■ **WORK INSTRUCTION**: Given the records below, pull every line with the word "EXISTS" into the answer.
◇ ◇ ◇ ◇
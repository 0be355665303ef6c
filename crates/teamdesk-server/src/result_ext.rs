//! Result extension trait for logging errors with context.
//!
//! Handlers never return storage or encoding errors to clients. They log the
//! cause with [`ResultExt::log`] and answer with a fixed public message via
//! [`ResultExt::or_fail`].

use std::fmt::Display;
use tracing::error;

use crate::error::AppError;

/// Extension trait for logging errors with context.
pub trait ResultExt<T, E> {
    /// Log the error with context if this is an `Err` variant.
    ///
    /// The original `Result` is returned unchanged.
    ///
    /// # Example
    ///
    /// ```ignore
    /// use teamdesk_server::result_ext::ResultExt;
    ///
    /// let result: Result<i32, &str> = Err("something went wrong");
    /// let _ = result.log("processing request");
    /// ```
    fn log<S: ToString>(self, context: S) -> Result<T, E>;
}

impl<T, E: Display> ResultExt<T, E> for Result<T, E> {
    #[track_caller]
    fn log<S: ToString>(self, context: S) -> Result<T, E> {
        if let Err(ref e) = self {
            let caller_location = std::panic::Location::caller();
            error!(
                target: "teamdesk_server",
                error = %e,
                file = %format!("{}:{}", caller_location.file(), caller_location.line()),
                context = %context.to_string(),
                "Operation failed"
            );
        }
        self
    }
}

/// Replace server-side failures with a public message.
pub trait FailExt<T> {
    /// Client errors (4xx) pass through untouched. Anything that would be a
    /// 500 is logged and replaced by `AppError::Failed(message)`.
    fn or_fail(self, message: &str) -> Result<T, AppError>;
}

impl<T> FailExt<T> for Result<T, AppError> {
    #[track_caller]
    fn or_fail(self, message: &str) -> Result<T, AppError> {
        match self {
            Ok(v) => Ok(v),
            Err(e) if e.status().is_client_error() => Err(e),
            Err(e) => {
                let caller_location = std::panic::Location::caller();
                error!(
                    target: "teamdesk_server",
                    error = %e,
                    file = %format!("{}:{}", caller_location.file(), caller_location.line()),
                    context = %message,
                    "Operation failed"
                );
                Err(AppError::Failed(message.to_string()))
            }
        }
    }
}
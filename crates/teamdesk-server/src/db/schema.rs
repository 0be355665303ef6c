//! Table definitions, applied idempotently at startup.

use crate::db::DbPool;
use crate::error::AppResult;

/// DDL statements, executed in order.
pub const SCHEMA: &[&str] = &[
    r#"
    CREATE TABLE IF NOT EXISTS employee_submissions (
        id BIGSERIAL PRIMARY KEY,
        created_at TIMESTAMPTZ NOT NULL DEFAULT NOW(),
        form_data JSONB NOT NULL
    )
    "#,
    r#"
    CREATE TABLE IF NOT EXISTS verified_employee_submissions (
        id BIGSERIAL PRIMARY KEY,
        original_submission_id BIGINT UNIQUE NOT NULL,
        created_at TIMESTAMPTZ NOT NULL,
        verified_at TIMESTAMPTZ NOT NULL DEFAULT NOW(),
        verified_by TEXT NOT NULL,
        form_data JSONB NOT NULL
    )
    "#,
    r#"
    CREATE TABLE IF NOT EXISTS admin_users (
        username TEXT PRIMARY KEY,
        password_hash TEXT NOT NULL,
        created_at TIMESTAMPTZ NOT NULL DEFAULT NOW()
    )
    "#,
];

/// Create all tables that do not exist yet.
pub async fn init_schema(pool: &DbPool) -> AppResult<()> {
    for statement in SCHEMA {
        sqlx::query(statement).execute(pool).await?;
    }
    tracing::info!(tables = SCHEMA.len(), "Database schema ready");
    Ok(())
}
◇ ◇ ◇ ◇
■ **OUTPUT OF THE EXERCISE**:
    CREATE TABLE IF NOT EXISTS employee_submissions (
    CREATE TABLE IF NOT EXISTS verified_employee_submissions (
    CREATE TABLE IF NOT EXISTS admin_users (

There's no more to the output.